▸ What to work on: Once you have checked each line below for the word "bytes", give the number of lines that have it and nothing further.

▸ Data provided:

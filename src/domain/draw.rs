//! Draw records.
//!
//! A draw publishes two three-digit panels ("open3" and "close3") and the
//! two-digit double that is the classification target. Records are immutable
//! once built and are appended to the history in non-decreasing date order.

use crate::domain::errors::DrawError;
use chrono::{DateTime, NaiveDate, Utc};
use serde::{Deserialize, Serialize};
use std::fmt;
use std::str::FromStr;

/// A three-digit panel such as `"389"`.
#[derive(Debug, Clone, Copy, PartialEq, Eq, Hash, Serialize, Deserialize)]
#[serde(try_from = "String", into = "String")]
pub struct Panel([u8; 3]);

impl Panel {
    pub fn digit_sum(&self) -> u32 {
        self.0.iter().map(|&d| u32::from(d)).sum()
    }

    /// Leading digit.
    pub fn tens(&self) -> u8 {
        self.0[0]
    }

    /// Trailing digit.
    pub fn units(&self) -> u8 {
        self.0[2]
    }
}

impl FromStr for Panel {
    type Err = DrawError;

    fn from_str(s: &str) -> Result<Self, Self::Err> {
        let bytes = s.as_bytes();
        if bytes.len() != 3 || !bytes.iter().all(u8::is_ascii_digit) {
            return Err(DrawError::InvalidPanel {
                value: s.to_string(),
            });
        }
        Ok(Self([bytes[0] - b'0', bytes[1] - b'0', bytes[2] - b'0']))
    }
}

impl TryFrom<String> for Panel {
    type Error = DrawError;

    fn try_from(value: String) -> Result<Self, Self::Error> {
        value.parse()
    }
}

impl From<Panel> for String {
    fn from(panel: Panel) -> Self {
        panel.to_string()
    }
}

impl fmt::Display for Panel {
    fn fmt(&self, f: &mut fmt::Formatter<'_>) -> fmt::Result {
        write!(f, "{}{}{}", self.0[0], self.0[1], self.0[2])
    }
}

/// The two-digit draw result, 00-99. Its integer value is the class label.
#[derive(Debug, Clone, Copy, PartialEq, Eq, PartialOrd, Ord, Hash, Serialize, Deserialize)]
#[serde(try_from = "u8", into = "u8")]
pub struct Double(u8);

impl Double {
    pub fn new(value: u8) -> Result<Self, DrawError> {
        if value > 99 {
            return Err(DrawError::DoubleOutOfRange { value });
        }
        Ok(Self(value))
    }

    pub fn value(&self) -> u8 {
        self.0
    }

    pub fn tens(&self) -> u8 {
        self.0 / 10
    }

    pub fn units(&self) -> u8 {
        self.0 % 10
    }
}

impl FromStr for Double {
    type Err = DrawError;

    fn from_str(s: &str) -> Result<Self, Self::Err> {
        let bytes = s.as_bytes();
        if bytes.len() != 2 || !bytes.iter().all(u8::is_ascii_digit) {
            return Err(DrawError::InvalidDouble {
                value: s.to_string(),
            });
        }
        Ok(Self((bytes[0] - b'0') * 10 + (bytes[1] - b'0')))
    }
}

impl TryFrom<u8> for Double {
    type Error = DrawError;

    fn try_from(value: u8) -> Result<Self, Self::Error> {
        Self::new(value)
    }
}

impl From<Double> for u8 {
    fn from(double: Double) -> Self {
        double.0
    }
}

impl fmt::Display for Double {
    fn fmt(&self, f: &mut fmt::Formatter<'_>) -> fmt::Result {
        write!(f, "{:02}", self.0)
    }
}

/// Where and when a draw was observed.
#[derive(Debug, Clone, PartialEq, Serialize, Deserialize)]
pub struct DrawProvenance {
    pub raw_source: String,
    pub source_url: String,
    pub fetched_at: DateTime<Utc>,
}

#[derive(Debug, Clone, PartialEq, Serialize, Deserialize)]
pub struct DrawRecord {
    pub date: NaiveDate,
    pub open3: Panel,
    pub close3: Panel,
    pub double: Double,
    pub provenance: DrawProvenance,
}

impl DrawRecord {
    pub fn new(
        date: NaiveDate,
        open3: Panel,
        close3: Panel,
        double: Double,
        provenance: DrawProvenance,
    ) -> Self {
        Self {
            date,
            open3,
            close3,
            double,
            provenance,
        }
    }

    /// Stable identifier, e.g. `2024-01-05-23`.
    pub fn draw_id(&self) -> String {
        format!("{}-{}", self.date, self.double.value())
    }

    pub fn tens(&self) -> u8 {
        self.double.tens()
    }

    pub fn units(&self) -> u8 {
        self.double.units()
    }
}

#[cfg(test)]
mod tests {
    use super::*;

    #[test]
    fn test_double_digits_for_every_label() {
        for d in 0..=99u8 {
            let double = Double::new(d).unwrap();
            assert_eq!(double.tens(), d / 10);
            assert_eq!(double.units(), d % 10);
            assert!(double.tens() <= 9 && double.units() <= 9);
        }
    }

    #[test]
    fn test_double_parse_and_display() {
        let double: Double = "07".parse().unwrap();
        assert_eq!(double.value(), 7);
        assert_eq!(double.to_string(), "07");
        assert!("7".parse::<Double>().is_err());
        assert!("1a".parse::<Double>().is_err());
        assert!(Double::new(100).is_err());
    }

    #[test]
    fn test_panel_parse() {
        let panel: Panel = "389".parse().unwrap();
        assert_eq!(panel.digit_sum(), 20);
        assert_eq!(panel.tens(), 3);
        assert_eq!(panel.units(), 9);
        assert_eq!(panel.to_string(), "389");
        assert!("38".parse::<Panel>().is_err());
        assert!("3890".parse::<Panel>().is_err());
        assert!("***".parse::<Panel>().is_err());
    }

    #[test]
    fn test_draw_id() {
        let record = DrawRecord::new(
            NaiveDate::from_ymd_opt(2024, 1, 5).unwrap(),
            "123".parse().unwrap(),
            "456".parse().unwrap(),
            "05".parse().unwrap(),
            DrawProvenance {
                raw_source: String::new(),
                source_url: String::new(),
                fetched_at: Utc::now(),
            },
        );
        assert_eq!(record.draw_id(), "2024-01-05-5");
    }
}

--

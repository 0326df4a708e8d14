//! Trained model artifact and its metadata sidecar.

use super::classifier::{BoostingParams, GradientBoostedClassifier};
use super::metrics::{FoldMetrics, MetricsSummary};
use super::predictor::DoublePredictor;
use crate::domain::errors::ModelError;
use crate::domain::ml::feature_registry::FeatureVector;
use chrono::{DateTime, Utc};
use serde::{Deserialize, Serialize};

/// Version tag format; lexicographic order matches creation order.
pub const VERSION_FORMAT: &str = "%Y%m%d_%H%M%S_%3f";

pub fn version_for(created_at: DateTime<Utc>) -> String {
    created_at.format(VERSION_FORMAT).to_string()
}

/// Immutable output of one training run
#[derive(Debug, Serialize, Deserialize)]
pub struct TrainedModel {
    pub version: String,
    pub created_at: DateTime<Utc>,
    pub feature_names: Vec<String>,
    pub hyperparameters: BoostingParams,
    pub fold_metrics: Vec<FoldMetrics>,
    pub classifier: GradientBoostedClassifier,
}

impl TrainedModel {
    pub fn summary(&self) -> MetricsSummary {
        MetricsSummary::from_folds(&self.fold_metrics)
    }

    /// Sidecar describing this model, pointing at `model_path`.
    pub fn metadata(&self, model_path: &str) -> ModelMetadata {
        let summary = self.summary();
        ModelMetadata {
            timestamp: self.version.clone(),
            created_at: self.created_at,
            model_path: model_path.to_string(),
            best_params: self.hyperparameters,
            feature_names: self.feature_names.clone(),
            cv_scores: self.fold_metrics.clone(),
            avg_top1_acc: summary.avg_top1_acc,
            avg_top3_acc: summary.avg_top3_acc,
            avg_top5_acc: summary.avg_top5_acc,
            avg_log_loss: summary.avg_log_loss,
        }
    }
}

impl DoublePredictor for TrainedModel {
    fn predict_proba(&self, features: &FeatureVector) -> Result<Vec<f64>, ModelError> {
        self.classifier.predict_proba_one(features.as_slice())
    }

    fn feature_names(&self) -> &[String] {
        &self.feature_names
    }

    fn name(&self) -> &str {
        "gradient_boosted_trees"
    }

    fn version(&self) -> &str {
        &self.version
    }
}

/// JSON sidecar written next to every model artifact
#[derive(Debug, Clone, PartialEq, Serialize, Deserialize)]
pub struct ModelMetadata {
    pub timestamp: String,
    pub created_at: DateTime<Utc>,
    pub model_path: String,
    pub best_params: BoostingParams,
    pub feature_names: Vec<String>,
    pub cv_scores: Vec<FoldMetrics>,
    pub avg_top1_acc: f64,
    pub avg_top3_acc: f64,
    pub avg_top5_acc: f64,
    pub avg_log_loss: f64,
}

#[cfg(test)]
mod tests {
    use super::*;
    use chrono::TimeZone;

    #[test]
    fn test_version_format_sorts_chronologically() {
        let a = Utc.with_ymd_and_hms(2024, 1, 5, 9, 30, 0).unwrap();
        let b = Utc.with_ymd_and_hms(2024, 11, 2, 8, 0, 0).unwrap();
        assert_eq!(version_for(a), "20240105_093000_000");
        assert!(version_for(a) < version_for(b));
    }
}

▸ Final answer: 6